━━━ STORED DATA ━━━
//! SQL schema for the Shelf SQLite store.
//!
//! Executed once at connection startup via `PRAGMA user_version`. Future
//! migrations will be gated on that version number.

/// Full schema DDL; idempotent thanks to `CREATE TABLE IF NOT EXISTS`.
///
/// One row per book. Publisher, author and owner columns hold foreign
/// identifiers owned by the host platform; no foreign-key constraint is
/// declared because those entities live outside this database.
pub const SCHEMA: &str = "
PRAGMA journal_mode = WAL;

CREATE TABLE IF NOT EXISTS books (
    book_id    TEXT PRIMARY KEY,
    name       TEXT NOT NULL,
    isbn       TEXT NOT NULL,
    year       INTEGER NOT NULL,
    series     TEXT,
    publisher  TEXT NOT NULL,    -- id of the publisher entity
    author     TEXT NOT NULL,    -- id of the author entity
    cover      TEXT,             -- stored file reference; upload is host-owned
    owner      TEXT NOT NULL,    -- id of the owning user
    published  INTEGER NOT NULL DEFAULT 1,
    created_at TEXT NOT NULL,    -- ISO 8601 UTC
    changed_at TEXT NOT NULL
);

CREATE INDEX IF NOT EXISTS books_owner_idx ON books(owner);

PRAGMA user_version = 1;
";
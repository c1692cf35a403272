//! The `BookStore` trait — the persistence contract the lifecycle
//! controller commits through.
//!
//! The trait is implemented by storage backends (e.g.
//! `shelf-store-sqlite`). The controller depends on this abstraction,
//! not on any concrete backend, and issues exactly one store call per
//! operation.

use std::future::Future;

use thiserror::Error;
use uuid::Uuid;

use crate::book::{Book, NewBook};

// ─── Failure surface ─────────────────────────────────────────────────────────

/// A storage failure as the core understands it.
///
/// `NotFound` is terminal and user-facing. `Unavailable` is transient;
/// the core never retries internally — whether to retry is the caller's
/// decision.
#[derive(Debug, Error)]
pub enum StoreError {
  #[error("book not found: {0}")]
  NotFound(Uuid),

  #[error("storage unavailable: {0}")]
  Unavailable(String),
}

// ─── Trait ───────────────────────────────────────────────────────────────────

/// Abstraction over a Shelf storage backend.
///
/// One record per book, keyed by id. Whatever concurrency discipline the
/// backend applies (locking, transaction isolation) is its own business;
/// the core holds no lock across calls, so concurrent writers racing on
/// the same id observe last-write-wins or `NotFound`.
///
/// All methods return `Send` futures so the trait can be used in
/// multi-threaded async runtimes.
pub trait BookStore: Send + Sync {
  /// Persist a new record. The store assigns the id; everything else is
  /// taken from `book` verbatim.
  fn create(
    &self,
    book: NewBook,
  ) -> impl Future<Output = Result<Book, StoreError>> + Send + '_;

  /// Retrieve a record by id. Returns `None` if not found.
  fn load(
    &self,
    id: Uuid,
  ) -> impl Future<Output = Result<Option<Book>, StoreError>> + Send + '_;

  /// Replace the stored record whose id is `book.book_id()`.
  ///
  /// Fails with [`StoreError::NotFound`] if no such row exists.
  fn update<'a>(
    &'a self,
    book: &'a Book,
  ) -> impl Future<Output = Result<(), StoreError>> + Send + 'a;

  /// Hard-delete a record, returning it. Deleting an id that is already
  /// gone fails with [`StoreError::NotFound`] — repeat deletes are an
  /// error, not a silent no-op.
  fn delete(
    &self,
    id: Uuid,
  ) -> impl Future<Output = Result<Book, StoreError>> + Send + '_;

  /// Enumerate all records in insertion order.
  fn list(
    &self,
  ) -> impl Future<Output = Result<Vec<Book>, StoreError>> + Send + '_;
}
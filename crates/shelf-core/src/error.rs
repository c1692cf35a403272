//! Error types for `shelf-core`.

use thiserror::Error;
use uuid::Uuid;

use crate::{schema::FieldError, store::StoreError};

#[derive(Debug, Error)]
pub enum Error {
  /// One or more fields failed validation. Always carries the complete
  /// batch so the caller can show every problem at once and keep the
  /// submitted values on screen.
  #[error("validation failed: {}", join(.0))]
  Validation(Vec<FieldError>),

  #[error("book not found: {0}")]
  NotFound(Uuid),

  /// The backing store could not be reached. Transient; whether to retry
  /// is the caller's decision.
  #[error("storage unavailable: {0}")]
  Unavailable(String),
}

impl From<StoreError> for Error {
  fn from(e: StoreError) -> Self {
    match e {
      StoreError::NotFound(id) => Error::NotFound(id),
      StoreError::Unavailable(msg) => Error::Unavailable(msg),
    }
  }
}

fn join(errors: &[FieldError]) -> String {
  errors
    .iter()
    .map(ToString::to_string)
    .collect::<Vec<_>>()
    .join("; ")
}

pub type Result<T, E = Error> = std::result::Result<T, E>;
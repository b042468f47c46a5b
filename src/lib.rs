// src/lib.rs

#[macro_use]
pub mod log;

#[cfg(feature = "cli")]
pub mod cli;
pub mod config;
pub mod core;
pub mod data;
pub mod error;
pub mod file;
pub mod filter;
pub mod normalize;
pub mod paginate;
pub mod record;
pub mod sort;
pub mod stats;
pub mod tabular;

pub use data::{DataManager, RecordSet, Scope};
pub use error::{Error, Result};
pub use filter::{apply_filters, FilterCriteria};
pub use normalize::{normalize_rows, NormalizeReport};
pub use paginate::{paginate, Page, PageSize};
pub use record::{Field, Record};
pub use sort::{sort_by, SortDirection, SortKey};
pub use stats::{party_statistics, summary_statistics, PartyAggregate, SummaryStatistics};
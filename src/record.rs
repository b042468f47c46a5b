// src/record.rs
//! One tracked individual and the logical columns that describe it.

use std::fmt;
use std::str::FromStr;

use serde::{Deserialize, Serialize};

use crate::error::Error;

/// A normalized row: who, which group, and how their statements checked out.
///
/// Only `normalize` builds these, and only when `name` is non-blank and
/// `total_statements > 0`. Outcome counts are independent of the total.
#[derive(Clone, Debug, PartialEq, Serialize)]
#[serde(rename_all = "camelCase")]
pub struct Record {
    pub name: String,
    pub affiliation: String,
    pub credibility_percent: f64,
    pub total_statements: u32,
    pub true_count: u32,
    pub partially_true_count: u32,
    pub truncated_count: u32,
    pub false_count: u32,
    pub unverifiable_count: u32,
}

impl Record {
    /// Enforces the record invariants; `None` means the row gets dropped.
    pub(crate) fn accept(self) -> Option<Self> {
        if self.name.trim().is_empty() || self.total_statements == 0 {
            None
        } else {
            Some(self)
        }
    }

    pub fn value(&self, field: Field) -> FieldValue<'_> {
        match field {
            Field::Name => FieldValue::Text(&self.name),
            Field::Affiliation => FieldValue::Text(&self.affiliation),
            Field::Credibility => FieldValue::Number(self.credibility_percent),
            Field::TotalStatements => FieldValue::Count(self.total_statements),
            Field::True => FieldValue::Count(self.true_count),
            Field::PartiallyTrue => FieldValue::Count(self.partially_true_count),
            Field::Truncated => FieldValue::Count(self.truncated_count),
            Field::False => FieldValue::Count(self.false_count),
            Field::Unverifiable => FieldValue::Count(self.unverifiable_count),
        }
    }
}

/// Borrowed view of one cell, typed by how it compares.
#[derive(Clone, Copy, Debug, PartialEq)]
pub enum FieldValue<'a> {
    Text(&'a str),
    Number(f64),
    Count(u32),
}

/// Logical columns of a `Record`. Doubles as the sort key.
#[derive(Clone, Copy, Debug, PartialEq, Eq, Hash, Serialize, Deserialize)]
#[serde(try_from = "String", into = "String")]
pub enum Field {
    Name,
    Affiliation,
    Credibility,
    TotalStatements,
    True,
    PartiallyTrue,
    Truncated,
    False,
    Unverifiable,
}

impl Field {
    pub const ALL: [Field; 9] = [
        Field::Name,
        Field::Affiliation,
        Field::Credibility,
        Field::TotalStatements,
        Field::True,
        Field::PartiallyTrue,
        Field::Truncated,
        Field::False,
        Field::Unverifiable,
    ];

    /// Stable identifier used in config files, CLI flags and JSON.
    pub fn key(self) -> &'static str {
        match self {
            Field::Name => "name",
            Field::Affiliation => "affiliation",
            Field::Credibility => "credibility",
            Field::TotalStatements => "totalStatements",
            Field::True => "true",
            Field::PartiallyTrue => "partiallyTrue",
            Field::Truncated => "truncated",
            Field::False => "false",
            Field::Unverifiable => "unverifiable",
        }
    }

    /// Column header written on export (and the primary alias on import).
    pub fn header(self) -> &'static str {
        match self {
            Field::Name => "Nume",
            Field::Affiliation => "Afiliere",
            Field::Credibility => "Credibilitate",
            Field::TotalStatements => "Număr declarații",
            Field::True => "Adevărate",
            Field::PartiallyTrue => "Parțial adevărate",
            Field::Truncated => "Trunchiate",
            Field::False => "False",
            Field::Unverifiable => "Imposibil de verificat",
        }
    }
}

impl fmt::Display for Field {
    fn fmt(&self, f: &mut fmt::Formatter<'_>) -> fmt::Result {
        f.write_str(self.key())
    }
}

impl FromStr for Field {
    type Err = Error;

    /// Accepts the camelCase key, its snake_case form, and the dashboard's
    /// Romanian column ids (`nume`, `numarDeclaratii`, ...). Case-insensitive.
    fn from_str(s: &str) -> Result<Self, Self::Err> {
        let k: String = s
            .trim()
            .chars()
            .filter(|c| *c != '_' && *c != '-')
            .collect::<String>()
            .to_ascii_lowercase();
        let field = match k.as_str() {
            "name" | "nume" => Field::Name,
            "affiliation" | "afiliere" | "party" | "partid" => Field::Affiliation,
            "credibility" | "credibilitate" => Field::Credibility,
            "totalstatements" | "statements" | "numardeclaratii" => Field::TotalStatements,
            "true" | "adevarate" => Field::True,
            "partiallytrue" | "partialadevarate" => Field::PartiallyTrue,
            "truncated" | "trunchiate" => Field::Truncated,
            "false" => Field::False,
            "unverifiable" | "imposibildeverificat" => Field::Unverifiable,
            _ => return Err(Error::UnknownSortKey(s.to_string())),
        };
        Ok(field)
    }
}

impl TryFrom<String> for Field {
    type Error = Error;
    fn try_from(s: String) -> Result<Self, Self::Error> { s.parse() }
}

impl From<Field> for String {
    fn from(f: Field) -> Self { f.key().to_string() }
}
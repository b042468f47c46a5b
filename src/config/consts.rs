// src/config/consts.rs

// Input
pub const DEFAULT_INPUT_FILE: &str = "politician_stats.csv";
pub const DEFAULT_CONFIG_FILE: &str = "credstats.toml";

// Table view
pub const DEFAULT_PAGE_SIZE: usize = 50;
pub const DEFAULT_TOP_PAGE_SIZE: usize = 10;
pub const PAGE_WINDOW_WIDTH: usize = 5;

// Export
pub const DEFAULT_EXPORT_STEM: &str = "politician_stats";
━━━
ABOUT THIS EXERCISE
Above are the records; print exactly the lines from the line with "#[macro_use]" to the line with "row gets dropped.", including both, and nothing else.

ANSWER TO THE PROBLEM
#[macro_use]
pub mod log;

#[cfg(feature = "cli")]
pub mod cli;
pub mod config;
pub mod core;
pub mod data;
pub mod error;
pub mod file;
pub mod filter;
pub mod normalize;
pub mod paginate;
pub mod record;
pub mod sort;
pub mod stats;
pub mod tabular;

pub use data::{DataManager, RecordSet, Scope};
pub use error::{Error, Result};
pub use filter::{apply_filters, FilterCriteria};
pub use normalize::{normalize_rows, NormalizeReport};
pub use paginate::{paginate, Page, PageSize};
pub use record::{Field, Record};
pub use sort::{sort_by, SortDirection, SortKey};
pub use stats::{party_statistics, summary_statistics, PartyAggregate, SummaryStatistics};
filename src/record.rs
repository b042468f47c46a5b
// src/record.rs
//! One tracked individual and the logical columns that describe it.

use std::fmt;
use std::str::FromStr;

use serde::{Deserialize, Serialize};

use crate::error::Error;

/// A normalized row: who, which group, and how their statements checked out.
///
/// Only `normalize` builds these, and only when `name` is non-blank and
/// `total_statements > 0`. Outcome counts are independent of the total.
#[derive(Clone, Debug, PartialEq, Serialize)]
#[serde(rename_all = "camelCase")]
pub struct Record {
    pub name: String,
    pub affiliation: String,
    pub credibility_percent: f64,
    pub total_statements: u32,
    pub true_count: u32,
    pub partially_true_count: u32,
    pub truncated_count: u32,
    pub false_count: u32,
    pub unverifiable_count: u32,
}

impl Record {
    /// Enforces the record invariants; `None` means the row gets dropped.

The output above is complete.